[Available records]
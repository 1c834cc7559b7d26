use std::time::Duration;

use gloo_console::{error, warn};
use gloo_timers::callback::Timeout;
use gloo_utils::document;
use wasm_bindgen::{closure::Closure, JsCast, JsValue};
use web_sys::{Element, Event, HtmlElement, HtmlFormElement, HtmlInputElement, HtmlSelectElement};
use workout_tracker_lib::WorkoutKind;
use workout_tracker_view::{EventSink, RawWorkoutInput, ViewEvent, WorkoutForm};

const TEMPLATE: &str = r#"
<div class="form__row">
  <label class="form__label">Type</label>
  <select class="form__input form__input--type">
    <option value="running">Running</option>
    <option value="cycling">Cycling</option>
  </select>
</div>
<div class="form__row">
  <label class="form__label">Distance</label>
  <input class="form__input form__input--distance" placeholder="km" />
</div>
<div class="form__row">
  <label class="form__label">Duration</label>
  <input class="form__input form__input--duration" placeholder="min" />
</div>
<div class="form__row">
  <label class="form__label">Cadence</label>
  <input class="form__input form__input--cadence" placeholder="step/min" />
</div>
<div class="form__row form__row--hidden">
  <label class="form__label">Elev Gain</label>
  <input class="form__input form__input--elevation" placeholder="meters" />
</div>
<button class="form__btn">OK</button>
"#;

const HIDDEN: &str = "hidden";
const ROW_HIDDEN: &str = "form__row--hidden";

pub struct DomForm {
    form: HtmlFormElement,
    kind: HtmlSelectElement,
    distance: HtmlInputElement,
    duration: HtmlInputElement,
    cadence: HtmlInputElement,
    elevation: HtmlInputElement,
    listeners: Vec<Closure<dyn FnMut(Event)>>,
}

impl DomForm {
    pub fn new() -> Result<Self, JsValue> {
        let form: HtmlFormElement = document().create_element("form")?.dyn_into()?;
        form.set_class_name("form hidden");
        form.set_inner_html(TEMPLATE);

        Ok(Self {
            kind: find(&form, ".form__input--type")?,
            distance: find(&form, ".form__input--distance")?,
            duration: find(&form, ".form__input--duration")?,
            cadence: find(&form, ".form__input--cadence")?,
            elevation: find(&form, ".form__input--elevation")?,
            form,
            listeners: Vec::new(),
        })
    }

    pub fn element(&self) -> &HtmlElement {
        &self.form
    }

    fn listen(&mut self, target: &Element, event: &str, handler: impl FnMut(Event) + 'static) {
        let closure = Closure::<dyn FnMut(Event)>::new(handler);
        if let Err(err) = target.add_event_listener_with_callback(event, closure.as_ref().unchecked_ref()) {
            error!(format!("Could not listen for {event}"), err);
            return;
        }
        self.listeners.push(closure);
    }
}

impl WorkoutForm for DomForm {
    fn show(&mut self) {
        if let Err(err) = self.form.class_list().remove_1(HIDDEN) {
            warn!("Could not reveal form", err);
        }
        if let Err(err) = self.distance.focus() {
            warn!("Could not focus distance", err);
        }
    }

    fn read(&self) -> RawWorkoutInput {
        RawWorkoutInput {
            kind: self.kind.value(),
            distance: self.distance.value(),
            duration: self.duration.value(),
            cadence: self.cadence.value(),
            elevation: self.elevation.value(),
        }
    }

    fn show_fields_for(&mut self, kind: WorkoutKind) {
        let rows = [
            (&self.cadence, kind != WorkoutKind::Running),
            (&self.elevation, kind != WorkoutKind::Cycling),
        ];
        for (input, hidden) in rows {
            let toggled = input
                .closest(".form__row")
                .and_then(|row| match row {
                    Some(row) => row.class_list().toggle_with_force(ROW_HIDDEN, hidden).map(|_| ()),
                    None => Err(JsValue::from_str("input is outside a form row")),
                });
            if let Err(err) = toggled {
                warn!("Could not toggle form row", err);
            }
        }
    }

    fn clear(&mut self) {
        for input in [&self.distance, &self.duration, &self.cadence, &self.elevation] {
            input.set_value("");
        }
    }

    fn hide(&mut self, transition: Duration) {
        let style = self.form.style();
        if let Err(err) = style.set_property("display", "none") {
            warn!("Could not take form out of layout", err);
        }
        if let Err(err) = self.form.class_list().add_1(HIDDEN) {
            warn!("Could not hide form", err);
        }

        // Back in layout once the slide-out has finished
        Timeout::new(transition.as_millis() as u32, move || {
            if let Err(err) = style.set_property("display", "grid") {
                warn!("Could not restore form layout", err);
            }
        })
        .forget();
    }

    fn subscribe(&mut self, sink: EventSink) {
        let form: Element = self.form.clone().into();
        let on_submit = sink.clone();
        self.listen(&form, "submit", move |event: Event| {
            event.prevent_default();
            on_submit(ViewEvent::FormSubmitted);
        });

        let select: Element = self.kind.clone().into();
        let kind = self.kind.clone();
        self.listen(&select, "change", move |_| match kind.value().parse::<WorkoutKind>() {
            Ok(kind) => sink(ViewEvent::KindToggled(kind)),
            Err(err) => warn!(err.to_string()),
        });
    }
}

fn find<T: JsCast>(form: &HtmlFormElement, selector: &str) -> Result<T, JsValue> {
    let element = form
        .query_selector(selector)?
        .ok_or_else(|| JsValue::from_str(&format!("Form is missing {selector}")))?;
    Ok(element.dyn_into::<T>()?)
}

[Exercise prompt] Please give all of the entries again, exactly as written.

[Exercise response]
repository 1c834cc7559b7d26
use std::time::Duration;

use gloo_console::{error, warn};
use gloo_timers::callback::Timeout;
use gloo_utils::document;
use wasm_bindgen::{closure::Closure, JsCast, JsValue};
use web_sys::{Element, Event, HtmlElement, HtmlFormElement, HtmlInputElement, HtmlSelectElement};
use workout_tracker_lib::WorkoutKind;
use workout_tracker_view::{EventSink, RawWorkoutInput, ViewEvent, WorkoutForm};

const TEMPLATE: &str = r#"
<div class="form__row">
  <label class="form__label">Type</label>
  <select class="form__input form__input--type">
    <option value="running">Running</option>
    <option value="cycling">Cycling</option>
  </select>
</div>
<div class="form__row">
  <label class="form__label">Distance</label>
  <input class="form__input form__input--distance" placeholder="km" />
</div>
<div class="form__row">
  <label class="form__label">Duration</label>
  <input class="form__input form__input--duration" placeholder="min" />
</div>
<div class="form__row">
  <label class="form__label">Cadence</label>
  <input class="form__input form__input--cadence" placeholder="step/min" />
</div>
<div class="form__row form__row--hidden">
  <label class="form__label">Elev Gain</label>
  <input class="form__input form__input--elevation" placeholder="meters" />
</div>
<button class="form__btn">OK</button>
"#;

const HIDDEN: &str = "hidden";
const ROW_HIDDEN: &str = "form__row--hidden";

pub struct DomForm {
    form: HtmlFormElement,
    kind: HtmlSelectElement,
    distance: HtmlInputElement,
    duration: HtmlInputElement,
    cadence: HtmlInputElement,
    elevation: HtmlInputElement,
    listeners: Vec<Closure<dyn FnMut(Event)>>,
}

impl DomForm {
    pub fn new() -> Result<Self, JsValue> {
        let form: HtmlFormElement = document().create_element("form")?.dyn_into()?;
        form.set_class_name("form hidden");
        form.set_inner_html(TEMPLATE);

        Ok(Self {
            kind: find(&form, ".form__input--type")?,
            distance: find(&form, ".form__input--distance")?,
            duration: find(&form, ".form__input--duration")?,
            cadence: find(&form, ".form__input--cadence")?,
            elevation: find(&form, ".form__input--elevation")?,
            form,
            listeners: Vec::new(),
        })
    }

    pub fn element(&self) -> &HtmlElement {
        &self.form
    }

    fn listen(&mut self, target: &Element, event: &str, handler: impl FnMut(Event) + 'static) {
        let closure = Closure::<dyn FnMut(Event)>::new(handler);
        if let Err(err) = target.add_event_listener_with_callback(event, closure.as_ref().unchecked_ref()) {
            error!(format!("Could not listen for {event}"), err);
            return;
        }
        self.listeners.push(closure);
    }
}

impl WorkoutForm for DomForm {
    fn show(&mut self) {
        if let Err(err) = self.form.class_list().remove_1(HIDDEN) {
            warn!("Could not reveal form", err);
        }
        if let Err(err) = self.distance.focus() {
            warn!("Could not focus distance", err);
        }
    }

    fn read(&self) -> RawWorkoutInput {
        RawWorkoutInput {
            kind: self.kind.value(),
            distance: self.distance.value(),
            duration: self.duration.value(),
            cadence: self.cadence.value(),
            elevation: self.elevation.value(),
        }
    }

    fn show_fields_for(&mut self, kind: WorkoutKind) {
        let rows = [
            (&self.cadence, kind != WorkoutKind::Running),
            (&self.elevation, kind != WorkoutKind::Cycling),
        ];
        for (input, hidden) in rows {
            let toggled = input
                .closest(".form__row")
                .and_then(|row| match row {
                    Some(row) => row.class_list().toggle_with_force(ROW_HIDDEN, hidden).map(|_| ()),
                    None => Err(JsValue::from_str("input is outside a form row")),
                });
            if let Err(err) = toggled {
                warn!("Could not toggle form row", err);
            }
        }
    }

    fn clear(&mut self) {
        for input in [&self.distance, &self.duration, &self.cadence, &self.elevation] {
            input.set_value("");
        }
    }

    fn hide(&mut self, transition: Duration) {
        let style = self.form.style();
        if let Err(err) = style.set_property("display", "none") {
            warn!("Could not take form out of layout", err);
        }
        if let Err(err) = self.form.class_list().add_1(HIDDEN) {
            warn!("Could not hide form", err);
        }

        // Back in layout once the slide-out has finished
        Timeout::new(transition.as_millis() as u32, move || {
            if let Err(err) = style.set_property("display", "grid") {
                warn!("Could not restore form layout", err);
            }
        })
        .forget();
    }

    fn subscribe(&mut self, sink: EventSink) {
        let form: Element = self.form.clone().into();
        let on_submit = sink.clone();
        self.listen(&form, "submit", move |event: Event| {
            event.prevent_default();
            on_submit(ViewEvent::FormSubmitted);
        });

        let select: Element = self.kind.clone().into();
        let kind = self.kind.clone();
        self.listen(&select, "change", move |_| match kind.value().parse::<WorkoutKind>() {
            Ok(kind) => sink(ViewEvent::KindToggled(kind)),
            Err(err) => warn!(err.to_string()),
        });
    }
}

fn find<T: JsCast>(form: &HtmlFormElement, selector: &str) -> Result<T, JsValue> {
    let element = form
        .query_selector(selector)?
        .ok_or_else(|| JsValue::from_str(&format!("Form is missing {selector}")))?;
    Ok(element.dyn_into::<T>()?)
}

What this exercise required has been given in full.